I don't know how much of this was known back when this thread was first created, but the SNES can display far beyond 256 colors on-screen.Drew Sebastino wrote: Sun Oct 05, 2014 2:41 pm Although there probably isn't an exact reason, I really just do not understand why the SNES has a huge 32,768 color master palette and has only 256 colors to choose from. Unless there are two nearly identical colors are side by side, which there probably won't be 256 colors, it is really hard to see a difference in color. Even the Turbografx could display 512 colors at once, even if it didn't have nearly as much color fidelity. Would it really have cost that much more money just to add another 512 bytes of cgram? It would seem more wise just to take some memory from the main ram or vram and turn it into cgram, although I'm sure it wouldn't be as simple as that. Sorry for the dumb post. Oh, by the way, I already know that the Sega Genesis had it way worse with only 64 colors (how did anyone manage with that?).

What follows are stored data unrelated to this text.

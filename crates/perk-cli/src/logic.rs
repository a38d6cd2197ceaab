//! Glue between parsed commands, the in-memory [`Model`] and persistence.

use anyhow::Context as _;
use perk_core::{
  model::{Model, Preferences},
  repository::MemberRepository,
};
use tracing::{info, warn};

use crate::command::{Command, CommandResult};

pub struct Logic<R> {
  model:      Model,
  repository: R,
}

impl<R: MemberRepository> Logic<R> {
  /// Build the model from whatever `repository` holds. A repository that has
  /// never been written to starts with an empty member list.
  pub fn load(repository: R, preferences: Preferences) -> anyhow::Result<Self> {
    let path = preferences.store_path.clone();
    let members = match repository
      .load()
      .with_context(|| format!("could not read data from {}", path.display()))?
    {
      Some(members) => members,
      None => {
        warn!(path = %path.display(), "no saved data, starting empty");
        Vec::new()
      }
    };

    let model = Model::new(members, preferences)
      .with_context(|| format!("data in {} is inconsistent", path.display()))?;
    Ok(Self { model, repository })
  }

  /// Run `command`, persisting the member list if it changed.
  pub fn execute(&mut self, command: Command) -> anyhow::Result<CommandResult> {
    info!(?command, "executing");
    let result = command.execute(&mut self.model)?;

    if result.mutated {
      self.repository.save(self.model.members()).with_context(|| {
        format!(
          "could not save data to {}",
          self.model.store_path().display()
        )
      })?;
    }
    Ok(result)
  }

  pub fn model(&self) -> &Model { &self.model }
}

#[cfg(test)]
mod tests {
  use std::cell::Cell;

  use perk_core::member::{Id, Member, Tier};
  use perk_store_sqlite::SqliteRepository;

  use super::*;

  fn add(name: &str) -> Command {
    Command::Add {
      name:    name.into(),
      phone:   None,
      email:   None,
      address: None,
      tier:    Tier::Silver,
    }
  }

  #[test]
  fn empty_repository_starts_empty() {
    let repo = SqliteRepository::open_in_memory().unwrap();
    let logic = Logic::load(repo, Preferences::default()).unwrap();
    assert_eq!(logic.model().number_of_members(), 0);
  }

  #[test]
  fn mutations_are_saved() {
    let repo = SqliteRepository::open_in_memory().unwrap();
    let mut logic = Logic::load(repo, Preferences::default()).unwrap();
    logic.execute(add("Ada")).unwrap();

    let saved = logic.repository.load().unwrap().unwrap();
    assert_eq!(saved.len(), 1);
    assert_eq!(saved[0].id(), Id::new(1));
  }

  /// Counts saves and can be told to fail them.
  struct Recording {
    saves: Cell<usize>,
    fail:  bool,
  }

  #[derive(Debug, thiserror::Error)]
  #[error("disk full")]
  struct DiskFull;

  impl MemberRepository for Recording {
    type Error = DiskFull;

    fn load(&self) -> Result<Option<Vec<Member>>, DiskFull> { Ok(None) }

    fn save(&self, _members: &[Member]) -> Result<(), DiskFull> {
      if self.fail {
        return Err(DiskFull);
      }
      self.saves.set(self.saves.get() + 1);
      Ok(())
    }
  }

  #[test]
  fn reads_do_not_save() {
    let repo = Recording {
      saves: Cell::new(0),
      fail:  false,
    };
    let mut logic = Logic::load(repo, Preferences::default()).unwrap();
    logic.execute(add("Ada")).unwrap();
    logic.execute(Command::List { tier: None }).unwrap();
    logic.execute(Command::Stats { json: false }).unwrap();
    assert_eq!(logic.repository.saves.get(), 1);
  }

  #[test]
  fn save_failure_names_the_store_path() {
    let repo = Recording {
      saves: Cell::new(0),
      fail:  true,
    };
    let prefs = Preferences {
      store_path: "/tmp/perk-test.sqlite3".into(),
    };
    let mut logic = Logic::load(repo, prefs).unwrap();
    let err = logic.execute(add("Ada")).unwrap_err();
    assert_eq!(
      err.to_string(),
      "could not save data to /tmp/perk-test.sqlite3"
    );
  }
}
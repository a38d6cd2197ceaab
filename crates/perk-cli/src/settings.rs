//! Runtime settings: an optional TOML file layered under `PERK_*` environment
//! variables.

use std::path::{Path, PathBuf};

use anyhow::Context as _;
use perk_core::model::Preferences;
use serde::Deserialize;

#[derive(Debug, Clone, Deserialize)]
pub struct Settings {
  /// SQLite file holding the member data. `~/` is expanded.
  #[serde(default = "default_store_path")]
  pub store_path: PathBuf,
}

fn default_store_path() -> PathBuf { Preferences::default().store_path }

impl Default for Settings {
  fn default() -> Self {
    Self {
      store_path: default_store_path(),
    }
  }
}

impl Settings {
  /// Read `path` if it exists, then apply `PERK_*` overrides.
  pub fn load(path: &Path) -> anyhow::Result<Self> {
    let settings = config::Config::builder()
      .add_source(config::File::from(path).required(false))
      .add_source(config::Environment::with_prefix("PERK"))
      .build()
      .with_context(|| format!("failed to read config file {}", path.display()))?;

    settings
      .try_deserialize()
      .context("failed to deserialise settings")
  }

  pub fn preferences(&self) -> Preferences {
    Preferences {
      store_path: expand_tilde(&self.store_path),
    }
  }
}

/// Expand a leading `~` to the user's home directory.
pub fn expand_tilde(path: &Path) -> PathBuf {
  let s = path.to_string_lossy();
  if let Some(rest) = s.strip_prefix("~/")
    && let Ok(home) = std::env::var("HOME")
  {
    return PathBuf::from(home).join(rest);
  }
  path.to_path_buf()
}

#[cfg(test)]
mod tests {
  use super::*;

  #[test]
  fn missing_file_falls_back_to_defaults() {
    let path = std::env::temp_dir().join("perk-settings-does-not-exist.toml");
    let settings = Settings::load(&path).unwrap();
    assert_eq!(settings.store_path, Settings::default().store_path);
  }

  #[test]
  fn file_values_are_read() {
    let path = std::env::temp_dir()
      .join(format!("perk-settings-{}.toml", std::process::id()));
    std::fs::write(&path, "store_path = \"/srv/perk/members.sqlite3\"\n")
      .unwrap();

    let settings = Settings::load(&path).unwrap();
    std::fs::remove_file(&path).ok();

    assert_eq!(
      settings.store_path,
      PathBuf::from("/srv/perk/members.sqlite3")
    );
  }

  #[test]
  fn tilde_is_expanded_only_at_the_start() {
    let untouched = Path::new("data/~/x.sqlite3");
    assert_eq!(expand_tilde(untouched), untouched.to_path_buf());
    if let Ok(home) = std::env::var("HOME") {
      assert_eq!(
        expand_tilde(Path::new("~/perk.sqlite3")),
        PathBuf::from(home).join("perk.sqlite3")
      );
    }
  }
}
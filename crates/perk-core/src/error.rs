//! Error types for `perk-core`.

use rust_decimal::Decimal;
use thiserror::Error;

use crate::member::{Id, ReservationId, TransactionId};

#[derive(Debug, Error, PartialEq, Eq)]
pub enum Error {
  /// The operation would leave two members with the same identity.
  #[error("a member with id {0} already exists")]
  DuplicateMember(Id),

  #[error("member not found: {0}")]
  MemberNotFound(Id),

  #[error("transaction amount must not be negative: {0}")]
  NegativeAmount(Decimal),

  #[error("invalid member id: {0:?}")]
  InvalidId(String),

  /// Every id up to `u32::MAX` is taken by the highest member.
  #[error("no member ids left to assign")]
  IdsExhausted,

  #[error("duplicate transaction id: {0}")]
  DuplicateTransaction(TransactionId),

  #[error("duplicate reservation id: {0}")]
  DuplicateReservation(ReservationId),
}

pub type Result<T, E = Error> = std::result::Result<T, E>;
// src/validator.rs - Contact field validation shared by labs and staff accounts
use std::collections::HashMap;
use serde::Serialize;
use regex::Regex;
use lazy_static::lazy_static;
use crate::error::ApiError;
use crate::models::StaffAssignmentInput;

lazy_static! {
    static ref EMAIL_REGEX: Regex = Regex::new(r"^[a-zA-Z0-9._%+-]+@[a-zA-Z0-9.-]+\.[a-zA-Z]{2,}$").unwrap();
    static ref PHONE_REGEX: Regex = Regex::new(r"^\+?[0-9][0-9 ()-]{5,17}[0-9]$").unwrap();
}

// ==================== VALIDATION RESULT ====================

#[derive(Debug, Default, Serialize)]
pub struct ValidationResult {
    pub errors: HashMap<String, Vec<String>>,
}

impl ValidationResult {
    pub fn new() -> Self {
        Self::default()
    }

    pub fn is_valid(&self) -> bool {
        self.errors.is_empty()
    }

    pub fn add_error(&mut self, field: impl Into<String>, message: impl Into<String>) {
        self.errors
            .entry(field.into())
            .or_default()
            .push(message.into());
    }

    pub fn to_api_error(&self) -> ApiError {
        let mut fields: Vec<_> = self.errors.iter().collect();
        fields.sort_by(|a, b| a.0.cmp(b.0));

        let message = fields
            .into_iter()
            .map(|(field, errors)| format!("{}: {}", field, errors.join(", ")))
            .collect::<Vec<_>>()
            .join("; ");

        ApiError::ValidationError(message)
    }

    pub fn into_result(self) -> Result<(), ApiError> {
        if self.is_valid() {
            Ok(())
        } else {
            Err(self.to_api_error())
        }
    }
}

// ==================== FIELD VALIDATORS ====================

pub struct FieldValidator;

impl FieldValidator {
    pub fn not_empty(value: &str, field: &str) -> Result<(), String> {
        if value.trim().is_empty() {
            Err(format!("{} cannot be empty", field))
        } else {
            Ok(())
        }
    }

    pub fn email(value: &str) -> Result<(), String> {
        if EMAIL_REGEX.is_match(value.trim()) {
            Ok(())
        } else {
            Err("Invalid email format".to_string())
        }
    }

    pub fn phone(value: &str) -> Result<(), String> {
        if PHONE_REGEX.is_match(value.trim()) {
            Ok(())
        } else {
            Err("Invalid phone number".to_string())
        }
    }
}

/// Present text fields must keep at least one character after trimming,
/// since the trimmed value is what gets stored.
pub fn reject_blank_fields(fields: &[(&str, Option<&str>)]) -> ValidationResult {
    let mut result = ValidationResult::new();
    for (field, value) in fields {
        if let Some(value) = value {
            if let Err(e) = FieldValidator::not_empty(value, field) {
                result.add_error(*field, e);
            }
        }
    }
    result
}

// ==================== STAFF ASSIGNMENT ====================

/// Checks each contact triple of a lab staff assignment. Blank values are
/// treated as absent; a name without any way to reach the person is refused.
pub fn validate_staff_assignment(staff: &StaffAssignmentInput) -> ValidationResult {
    let mut result = ValidationResult::new();

    let contacts = [
        ("incharge", &staff.incharge_name, &staff.incharge_email, &staff.incharge_phone),
        ("assistant", &staff.assistant_name, &staff.assistant_email, &staff.assistant_phone),
    ];

    for (prefix, name, email, phone) in contacts {
        let email = email.as_deref().filter(|v| !v.trim().is_empty());
        let phone = phone.as_deref().filter(|v| !v.trim().is_empty());

        if let Some(email) = email {
            if let Err(e) = FieldValidator::email(email) {
                result.add_error(format!("{}_email", prefix), e);
            }
        }
        if let Some(phone) = phone {
            if let Err(e) = FieldValidator::phone(phone) {
                result.add_error(format!("{}_phone", prefix), e);
            }
        }
        if let Some(name) = name.as_deref() {
            if FieldValidator::not_empty(name, "name").is_ok() && email.is_none() && phone.is_none() {
                result.add_error(
                    format!("{}_name", prefix),
                    format!("{} needs an email or phone number", prefix),
                );
            }
        }
    }

    result
}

If you combine the standard 256 palette entry colors of Mode 3 with color math and HDMA backdrop gradients, you can get way beyond that 256 number. And, as far as I understand it, direct color mode allows for around 512-2300 colors on-screen give or take, also before color math or backdrop gradients are applied, with the lower number being pretty much standard affair in terms of how that mode works by default, and the higher number being achievable if you mess around with each of the eight possible 256-color palette variations in each tile on BG1 and such.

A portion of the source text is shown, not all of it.